What the task requires =
Below are lines of data, and only some are wanted. Please repeat exactly those from the line that has "repository 0f14ec6d6fde95c8" through the line that has "pub const FILM_FIELDS: &[(&str, &str)]".

Records for the task =
■ ■ ■ ■
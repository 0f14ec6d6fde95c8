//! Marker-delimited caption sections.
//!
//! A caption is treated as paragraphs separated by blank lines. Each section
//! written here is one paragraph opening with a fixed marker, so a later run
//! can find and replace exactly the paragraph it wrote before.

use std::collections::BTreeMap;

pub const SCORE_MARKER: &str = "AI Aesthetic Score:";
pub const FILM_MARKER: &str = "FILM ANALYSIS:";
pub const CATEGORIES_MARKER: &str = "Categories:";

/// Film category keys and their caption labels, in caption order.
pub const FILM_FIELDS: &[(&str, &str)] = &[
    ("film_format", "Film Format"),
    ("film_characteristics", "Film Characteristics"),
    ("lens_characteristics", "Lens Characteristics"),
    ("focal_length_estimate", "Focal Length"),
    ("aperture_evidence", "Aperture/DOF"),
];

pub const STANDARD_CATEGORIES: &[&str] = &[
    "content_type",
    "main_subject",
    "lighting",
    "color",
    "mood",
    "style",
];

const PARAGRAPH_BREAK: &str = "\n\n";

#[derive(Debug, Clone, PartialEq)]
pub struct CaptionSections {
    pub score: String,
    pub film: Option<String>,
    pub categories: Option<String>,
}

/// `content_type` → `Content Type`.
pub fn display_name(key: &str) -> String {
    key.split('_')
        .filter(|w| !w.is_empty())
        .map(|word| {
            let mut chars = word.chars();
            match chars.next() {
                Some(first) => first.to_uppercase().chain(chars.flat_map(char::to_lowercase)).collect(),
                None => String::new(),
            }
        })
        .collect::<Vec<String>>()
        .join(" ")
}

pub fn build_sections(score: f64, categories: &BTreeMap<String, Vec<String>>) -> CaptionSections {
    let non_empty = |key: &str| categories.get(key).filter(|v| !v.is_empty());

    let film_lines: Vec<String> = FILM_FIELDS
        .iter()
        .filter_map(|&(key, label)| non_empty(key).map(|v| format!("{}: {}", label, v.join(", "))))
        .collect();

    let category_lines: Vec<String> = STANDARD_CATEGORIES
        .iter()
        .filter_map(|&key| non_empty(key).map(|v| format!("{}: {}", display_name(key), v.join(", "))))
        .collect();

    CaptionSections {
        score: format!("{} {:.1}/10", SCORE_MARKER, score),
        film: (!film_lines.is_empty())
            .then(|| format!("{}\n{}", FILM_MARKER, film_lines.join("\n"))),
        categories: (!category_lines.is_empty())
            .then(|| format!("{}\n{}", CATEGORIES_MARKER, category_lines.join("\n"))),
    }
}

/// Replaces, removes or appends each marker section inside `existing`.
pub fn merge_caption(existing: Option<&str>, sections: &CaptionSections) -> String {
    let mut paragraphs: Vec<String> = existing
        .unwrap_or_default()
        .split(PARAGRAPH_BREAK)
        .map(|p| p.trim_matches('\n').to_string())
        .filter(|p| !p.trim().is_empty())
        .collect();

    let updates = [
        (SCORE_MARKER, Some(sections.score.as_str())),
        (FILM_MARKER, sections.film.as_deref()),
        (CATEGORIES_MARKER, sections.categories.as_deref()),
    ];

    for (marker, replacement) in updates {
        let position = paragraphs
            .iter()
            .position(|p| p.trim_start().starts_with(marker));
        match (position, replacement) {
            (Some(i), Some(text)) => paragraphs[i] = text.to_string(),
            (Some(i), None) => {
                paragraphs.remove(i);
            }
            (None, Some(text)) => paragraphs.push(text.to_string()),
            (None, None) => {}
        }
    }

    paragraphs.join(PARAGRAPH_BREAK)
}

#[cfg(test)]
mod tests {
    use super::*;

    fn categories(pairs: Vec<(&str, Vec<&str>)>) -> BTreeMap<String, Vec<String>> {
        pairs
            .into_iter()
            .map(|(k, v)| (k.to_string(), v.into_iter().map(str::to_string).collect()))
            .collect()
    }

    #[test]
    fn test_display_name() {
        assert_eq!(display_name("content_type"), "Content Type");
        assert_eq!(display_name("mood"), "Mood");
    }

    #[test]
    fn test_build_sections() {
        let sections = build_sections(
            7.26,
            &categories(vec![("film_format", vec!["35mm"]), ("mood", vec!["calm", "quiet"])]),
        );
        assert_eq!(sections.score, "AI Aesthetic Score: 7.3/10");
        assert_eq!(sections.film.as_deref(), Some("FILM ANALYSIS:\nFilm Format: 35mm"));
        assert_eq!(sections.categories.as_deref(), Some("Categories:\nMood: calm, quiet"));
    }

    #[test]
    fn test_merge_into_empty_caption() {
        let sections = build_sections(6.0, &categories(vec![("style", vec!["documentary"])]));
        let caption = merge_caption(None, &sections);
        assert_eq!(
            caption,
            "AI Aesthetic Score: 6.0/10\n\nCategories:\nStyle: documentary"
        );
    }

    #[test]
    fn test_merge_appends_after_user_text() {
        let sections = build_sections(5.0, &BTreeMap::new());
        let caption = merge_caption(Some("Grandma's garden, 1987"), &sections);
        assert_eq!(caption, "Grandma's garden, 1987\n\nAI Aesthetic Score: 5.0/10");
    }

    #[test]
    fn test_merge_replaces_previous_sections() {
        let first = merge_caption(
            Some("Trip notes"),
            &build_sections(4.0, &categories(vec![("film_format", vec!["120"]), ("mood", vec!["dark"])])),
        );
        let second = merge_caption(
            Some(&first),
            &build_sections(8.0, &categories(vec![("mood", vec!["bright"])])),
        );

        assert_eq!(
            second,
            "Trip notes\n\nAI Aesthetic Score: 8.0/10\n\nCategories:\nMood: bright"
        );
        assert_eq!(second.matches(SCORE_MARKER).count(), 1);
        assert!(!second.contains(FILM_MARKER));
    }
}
■ ■ ■ ■
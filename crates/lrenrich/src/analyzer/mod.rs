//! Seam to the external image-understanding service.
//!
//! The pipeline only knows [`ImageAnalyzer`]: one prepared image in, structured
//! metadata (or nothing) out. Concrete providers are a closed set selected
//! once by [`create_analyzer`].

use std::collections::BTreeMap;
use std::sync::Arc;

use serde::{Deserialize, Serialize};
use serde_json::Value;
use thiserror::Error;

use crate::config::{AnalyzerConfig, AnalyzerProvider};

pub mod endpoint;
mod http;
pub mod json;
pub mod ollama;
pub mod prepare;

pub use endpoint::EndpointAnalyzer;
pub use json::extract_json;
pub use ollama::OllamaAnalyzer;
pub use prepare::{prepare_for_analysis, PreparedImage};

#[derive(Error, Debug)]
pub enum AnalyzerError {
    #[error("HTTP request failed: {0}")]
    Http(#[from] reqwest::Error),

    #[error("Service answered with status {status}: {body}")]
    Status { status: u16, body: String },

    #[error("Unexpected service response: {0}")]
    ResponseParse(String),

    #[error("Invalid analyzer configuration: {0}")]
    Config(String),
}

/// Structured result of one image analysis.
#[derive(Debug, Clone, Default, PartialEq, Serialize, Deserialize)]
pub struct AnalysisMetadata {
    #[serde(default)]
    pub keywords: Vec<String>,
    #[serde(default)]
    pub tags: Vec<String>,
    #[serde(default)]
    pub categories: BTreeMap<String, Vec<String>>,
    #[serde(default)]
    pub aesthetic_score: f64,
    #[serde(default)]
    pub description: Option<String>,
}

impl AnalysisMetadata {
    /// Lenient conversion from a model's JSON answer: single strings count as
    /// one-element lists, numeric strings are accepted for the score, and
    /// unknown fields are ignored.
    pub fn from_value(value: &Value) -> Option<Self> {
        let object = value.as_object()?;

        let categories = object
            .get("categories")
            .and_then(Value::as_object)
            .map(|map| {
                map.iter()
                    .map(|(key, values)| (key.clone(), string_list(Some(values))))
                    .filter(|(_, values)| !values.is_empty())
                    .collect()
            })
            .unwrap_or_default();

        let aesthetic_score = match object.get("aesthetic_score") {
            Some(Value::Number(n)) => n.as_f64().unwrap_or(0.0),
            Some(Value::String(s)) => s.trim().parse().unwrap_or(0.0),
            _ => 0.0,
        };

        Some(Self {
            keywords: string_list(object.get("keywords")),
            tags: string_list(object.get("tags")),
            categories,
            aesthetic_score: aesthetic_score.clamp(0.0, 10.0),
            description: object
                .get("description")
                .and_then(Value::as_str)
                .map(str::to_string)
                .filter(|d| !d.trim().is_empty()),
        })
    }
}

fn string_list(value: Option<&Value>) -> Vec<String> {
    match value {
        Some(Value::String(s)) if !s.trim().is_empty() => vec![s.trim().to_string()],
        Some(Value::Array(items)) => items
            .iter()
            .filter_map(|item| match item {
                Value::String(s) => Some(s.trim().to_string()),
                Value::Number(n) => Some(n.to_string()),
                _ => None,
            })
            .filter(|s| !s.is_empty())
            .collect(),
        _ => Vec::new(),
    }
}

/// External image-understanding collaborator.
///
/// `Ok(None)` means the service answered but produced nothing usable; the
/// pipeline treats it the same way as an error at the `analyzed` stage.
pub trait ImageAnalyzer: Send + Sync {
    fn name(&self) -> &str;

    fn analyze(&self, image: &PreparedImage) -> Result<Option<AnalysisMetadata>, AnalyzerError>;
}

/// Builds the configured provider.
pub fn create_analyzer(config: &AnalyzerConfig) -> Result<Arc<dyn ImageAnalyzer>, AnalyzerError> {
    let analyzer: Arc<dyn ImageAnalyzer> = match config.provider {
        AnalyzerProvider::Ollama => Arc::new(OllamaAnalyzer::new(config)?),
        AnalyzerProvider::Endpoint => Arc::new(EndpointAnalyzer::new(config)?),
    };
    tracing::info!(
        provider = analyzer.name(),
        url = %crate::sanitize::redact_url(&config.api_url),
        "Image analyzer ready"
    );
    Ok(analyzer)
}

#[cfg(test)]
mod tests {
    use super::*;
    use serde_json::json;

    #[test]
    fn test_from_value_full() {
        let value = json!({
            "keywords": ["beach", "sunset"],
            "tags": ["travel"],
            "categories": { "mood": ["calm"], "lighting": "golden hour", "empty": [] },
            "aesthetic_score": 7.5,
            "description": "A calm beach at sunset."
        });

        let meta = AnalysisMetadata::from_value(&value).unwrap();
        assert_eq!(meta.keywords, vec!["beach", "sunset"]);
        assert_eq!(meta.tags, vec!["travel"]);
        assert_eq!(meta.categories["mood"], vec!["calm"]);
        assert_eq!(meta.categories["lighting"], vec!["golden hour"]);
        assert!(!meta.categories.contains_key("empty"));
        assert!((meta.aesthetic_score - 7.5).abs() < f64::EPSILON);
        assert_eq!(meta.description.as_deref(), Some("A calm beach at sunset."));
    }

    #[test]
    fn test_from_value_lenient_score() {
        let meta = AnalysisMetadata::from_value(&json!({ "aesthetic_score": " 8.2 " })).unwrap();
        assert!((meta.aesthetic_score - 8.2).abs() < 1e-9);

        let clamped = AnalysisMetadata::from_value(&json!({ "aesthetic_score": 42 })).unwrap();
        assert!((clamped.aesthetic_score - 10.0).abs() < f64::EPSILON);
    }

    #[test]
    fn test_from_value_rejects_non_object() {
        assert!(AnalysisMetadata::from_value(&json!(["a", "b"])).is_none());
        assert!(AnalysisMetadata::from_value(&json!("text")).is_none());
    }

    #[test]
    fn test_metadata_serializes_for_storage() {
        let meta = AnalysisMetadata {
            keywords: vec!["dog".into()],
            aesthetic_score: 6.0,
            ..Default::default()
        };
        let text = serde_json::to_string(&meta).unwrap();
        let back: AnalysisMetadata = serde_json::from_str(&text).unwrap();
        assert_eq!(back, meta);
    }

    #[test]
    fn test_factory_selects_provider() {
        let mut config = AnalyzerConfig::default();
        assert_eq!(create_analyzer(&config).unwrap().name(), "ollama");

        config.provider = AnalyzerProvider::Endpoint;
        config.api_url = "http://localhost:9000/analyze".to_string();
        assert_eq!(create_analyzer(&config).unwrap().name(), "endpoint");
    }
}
■ ■ ■ ■
Solved problem =
repository 0f14ec6d6fde95c8
//! Marker-delimited caption sections.
//!
//! A caption is treated as paragraphs separated by blank lines. Each section
//! written here is one paragraph opening with a fixed marker, so a later run
//! can find and replace exactly the paragraph it wrote before.

use std::collections::BTreeMap;

pub const SCORE_MARKER: &str = "AI Aesthetic Score:";
pub const FILM_MARKER: &str = "FILM ANALYSIS:";
pub const CATEGORIES_MARKER: &str = "Categories:";

/// Film category keys and their caption labels, in caption order.
pub const FILM_FIELDS: &[(&str, &str)] = &[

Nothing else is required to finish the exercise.